Why aid should keep growing

Foreign aid, Opinion article written on the 06 Aug 2013

IT’S week one of the formal election campaign, and all parties are in full swing outlining why they deserve our vote.

The amount of money Australia gives in overseas aid won’t be a defining issue of this election. Indeed, on Friday, the Federal Government yet again treated the aid budget like an ATM, announcing it would strip foreign aid to pay for its refugee deal with Papua New Guinea.

But by the time it takes to finish reading this article, 65 children living in poverty will have died from easily preventable diseases.

Australia’s spending on foreign aid is roughly equal to just one cup of coffee a week for every Australian.

This Thursday in Adelaide, South Australian Senators from all parties, including Simon Birmingham, Anne McEwen, Nick Xenophon and Sarah Hanson-Young, will take part in one of 50 debates around the country on whether Australia is doing enough to tackle global poverty.

The reason the aid budget needs to be protected from cuts, and should continue to grow, is because aid works. Furthermore, it’s in our national interest.

Through targeted and effective aid, our generation has halved extreme poverty.

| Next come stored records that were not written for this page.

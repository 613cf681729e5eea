//! Crawl errors.

use thiserror::Error;

/// Failure to retrieve a page.
#[derive(Debug, Error)]
pub enum FetchError {
    /// No usable answer: connection, TLS, timeout or body read failure.
    #[error("request to {url} failed: {source}")]
    Transport {
        url: String,
        #[source]
        source: Box<dyn std::error::Error + Send + Sync>,
    },

    /// The server answered with a non-success status.
    #[error("{url} answered with status {status}")]
    Status { url: String, status: u16 },

    /// A listing page came back without a results block.
    #[error("{url} has no results listing")]
    NoResults { url: String },
}

impl FetchError {
    /// Whether the server reported that the page does not exist.
    pub fn is_not_found(&self) -> bool {
        matches!(self, FetchError::Status { status: 404, .. })
    }
}

/// Failure to extract CVE data from an entry page.
#[derive(Debug, Error, PartialEq, Eq)]
pub enum EntryError {
    #[error("entry has no content section")]
    MissingContent,

    #[error("entry references CVEs but has no title")]
    MissingTitle,
}

/// Fatal crawl errors. Entry-level failures are logged, not raised.
#[derive(Debug, Error)]
pub enum CrawlError {
    #[error("listing page {url} unavailable after {attempts} attempts")]
    Listing {
        url: String,
        attempts: u32,
        #[source]
        source: FetchError,
    },

    #[error(transparent)]
    Persist(#[from] anyhow::Error),
}
//! User agent rotation.

/// Cycles through a fixed list of user agents as pages advance.
///
/// The position persists across sources, so the second listing continues
/// from whatever agent the first one ended on.
#[derive(Debug, Clone)]
pub struct UserAgentRotator {
    agents: Vec<String>,
    rotate_every: u32,
    position: usize,
}

impl UserAgentRotator {
    /// `agents` must be non-empty; config loading enforces it.
    pub fn new(agents: Vec<String>, rotate_every: u32) -> Self {
        Self {
            agents,
            rotate_every: rotate_every.max(1),
            position: 0,
        }
    }

    pub fn current(&self) -> &str {
        &self.agents[self.position]
    }

    /// Agent to use for `page`, advancing first when the page number is a
    /// multiple of the rotation interval.
    pub fn for_page(&mut self, page: u32) -> &str {
        if page % self.rotate_every == 0 {
            self.position = (self.position + 1) % self.agents.len();
            tracing::info!("User agent rotated to {}", self.current());
        }
        self.current()
    }
}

Aid has helped to eradicate polio in the Pacific and decreased the number of mothers dying during childbirth by 40 per cent.

From Australia’s perspective, our nation’s political leaders have overseen an increase in our overseas aid program, which has improved the lives of millions of people.

For example, since 2009, Australia has helped 600,000 people access safe drinking water and 400,000 people access basic sanitation in Timor-Leste, the Solomon Islands, the Philippines and Vietnam.

In Afghanistan, Australian aid has helped to increase the number of girls enrolled in school from just 5000 in 2000 to over two million today.

Since 2003, Australia has helped reduce malaria cases by 80 per cent in Vanuatu, and by more than half in the Solomon Islands. This is something of which we as a country can be proud.

Effective aid is that which helps people take control of their own lives, become self-reliant and create positive, lasting change.

But we still face daunting challenges. The majority of the world’s 870 million hungry people are involved in food production, and many of them are women. They know what local solutions are needed to tackle hunger, but they need more support to do it.

Oxfam has heard countless stories of women in countries like Indonesia. They are successfully growing food throughout the vast nation, but with a little investment could do so much more.

For example, Maria, 33, grows coconuts, cashews, bananas and sweet potato. “I also have 30 chickens. The problem is they die easily.”

Maria needs support to be more successful in her farming. She explains she needs “vaccines for my chickens (but also) tools to grind (my corn) which I would then fry and sell as a local food snack”.

Given that small-scale farmers like Maria feed their communities and collectively feed billions of people globally, simple investments pay huge dividends in the fight to reduce global hunger.

Properly targeted aid can also help prevent conflict and make countries more prosperous and stable. For example, Australian aid has greatly contributed to peace and stability in Timor-Leste by supporting governance and security sector reforms.

More safe and stable countries make better trading partners for Australia and are also more likely to protect their citizens from the kinds of abuses that force people to flee their homes.

In the 2010 election the policies of both major parties contained a bipartisan commitment to lift Australia’s investment in overseas aid to 0.5 per cent of national income, or 50c out of every $100 of income, by 2015-16.

Disappointingly, in the last two federal Budgets, we have seen Labor delay reaching this goal. Labor now promises overseas aid spending will reach the 0.5 target in 2017-18, two years later than initially promised.

The Coalition has said it remains committed to achieving 0.5 per cent, but has not said by when. The Greens remain committed to reaching the internationally agreed target of 0.7 per cent.

Charity may start at home but it shouldn’t stop at the front gate. We help our neighbours, and they help us. During the Queensland floods, people from Kenya to Pakistan donated to survivors and victims of the floods. Australians do the same.

According to the World Giving Index, Australians, as individuals, are the most generous people on the planet.

Our Government needs to continue to match this generosity, as a crucial investment in the stability and future of our region, which can only be good for us all.

Dr Helen Szoke, Chief Executive of Oxfam Australia

Dr Helen Szoke is the chief executive of Oxfam Australia and the co-chair of Make Poverty History. She will be speaking at a political forum on Australia’s efforts to fight extreme poverty at The Meeting Hall, Adelaide Town Hall, on Thursday at 6pm.

This opinion editorial first appeared in The Adelaide Advertiser on 6 August 2013.